DDIS-20. NEW A6K BORON DRUG DELIVERY SYSTEM FOR CLINICAL APPLICATION OF BORON NEUTRON CAPTURE THERAPY (BNCT)

摘要

In BNCT in GBM, one of the keys to success can depend on the boron compounds. The combination of BSH and BPA in clinical GBM BNCT showed good results and that meant the multi boron use in BNCT was one answer to next step of BNCT. In this time, we showed that the new self-assembling peptide DDS with BSH toward clinical application of BNCT. The self-assembling A6K peptide was found and reported by Dr. Shuguang Zhang, MIT in 1982. The A6K peptide showed self-assembling feature in water, and worked as drug delivery system of siRNA with only mixture. The A6K drug delivery system was clinically approved to breast cancer trial in Japan since 2015. We observed the complex of A6K and BSH with scanning electron microscope in different mixture ratio. Next, we checked the cell toxicity, measured intracellular boron concentration and observed BSH localization in mouse model. At first, we established the simple A6K/BSH complex making method, as just mixture the BSH and A6K water solution by itself. The BSH/A6K complex with different mixture ratio showed different shape and different diameter of complex in SEM image. The ideal range of particle size of DDS is 20nm to 200 nm, and ours’ complex diameter was about 40nm.
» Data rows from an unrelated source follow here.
use std::sync::Arc;

use shelf_store::{Collection, DocumentStore};
use shelf_types::{Book, Reviews};
use tracing::{debug, info};

use crate::error::{ServiceError, ServiceResult};

pub(crate) const BOOK_NOT_FOUND: &str = "Book not found";

/// The book catalog.
///
/// Every call reads the whole stored document. Lookups by key fail
/// `NotFound`; searches return an empty list when nothing matches.
pub struct CatalogStore {
    books: Collection<Vec<Book>>,
}

impl CatalogStore {
    pub fn new(store: Arc<dyn DocumentStore<Vec<Book>>>) -> Self {
        Self {
            books: Collection::new(store),
        }
    }

    /// Every book, in stored order.
    pub fn all(&self) -> ServiceResult<Vec<Book>> {
        Ok(self.books.snapshot()?)
    }

    /// The book with this ISBN.
    pub fn by_key(&self, isbn: &str) -> ServiceResult<Book> {
        self.all()?
            .into_iter()
            .find(|b| b.isbn == isbn)
            .ok_or_else(|| ServiceError::not_found(BOOK_NOT_FOUND))
    }

    /// Books whose author contains `query`, ignoring case.
    pub fn by_author(&self, query: &str) -> ServiceResult<Vec<Book>> {
        let found: Vec<Book> = self
            .all()?
            .into_iter()
            .filter(|b| b.author_contains(query))
            .collect();
        debug!(query, matches = found.len(), "author search");
        Ok(found)
    }

    /// Books whose title contains `query`, ignoring case.
    pub fn by_title(&self, query: &str) -> ServiceResult<Vec<Book>> {
        let found: Vec<Book> = self
            .all()?
            .into_iter()
            .filter(|b| b.title_contains(query))
            .collect();
        debug!(query, matches = found.len(), "title search");
        Ok(found)
    }

    /// Reviews of a book; empty if the book has none yet.
    pub fn reviews_of(&self, isbn: &str) -> ServiceResult<Reviews> {
        Ok(self.by_key(isbn)?.reviews_or_empty())
    }

    /// Overwrite the whole catalog.
    pub fn replace_all(&self, books: &[Book]) -> ServiceResult<()> {
        self.books.replace_all(&books.to_vec())?;
        info!(count = books.len(), "catalog replaced");
        Ok(())
    }

    /// Serialized read-modify-write of the whole catalog.
    ///
    /// `f` sees the current catalog; if it returns `Ok` the modified catalog
    /// is persisted, otherwise nothing is written.
    pub fn modify<R>(
        &self,
        f: impl FnOnce(&mut Vec<Book>) -> ServiceResult<R>,
    ) -> ServiceResult<R> {
        self.books.modify(f)
    }
}

impl std::fmt::Debug for CatalogStore {
    fn fmt(&self, f: &mut std::fmt::Formatter<'_>) -> std::fmt::Result {
        f.debug_struct("CatalogStore")
            .field("books", &self.books)
            .finish()
    }
}
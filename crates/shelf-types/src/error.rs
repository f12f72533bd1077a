use thiserror::Error;

/// Errors produced when constructing domain values from raw input.
#[derive(Debug, Error, PartialEq, Eq)]
pub enum TypeError {
    #[error("{0} is required")]
    MissingField(&'static str),

    #[error("{field} must be a string")]
    NotAString { field: &'static str },
}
Next, we administrated BSH/A6K complex to GBM cells and measured intracellular boron uptake. The concentration with BSH/A6K complex in U87 delta EGFR was 10 times or higher than that with BSH. Finally, we administrated BSH or A6K/BSH complex through mouse tail vein and got brain tumor sample after 12hr. The A6K/BSH mouse brain sample showed specifically accumulated BSH in tumor area. A6K peptide is clinical use in DDS and will spread various drug delivery tool for various clinical fields in future. Our A6K/BSH complex is very promising boron drug for next generation BNCT.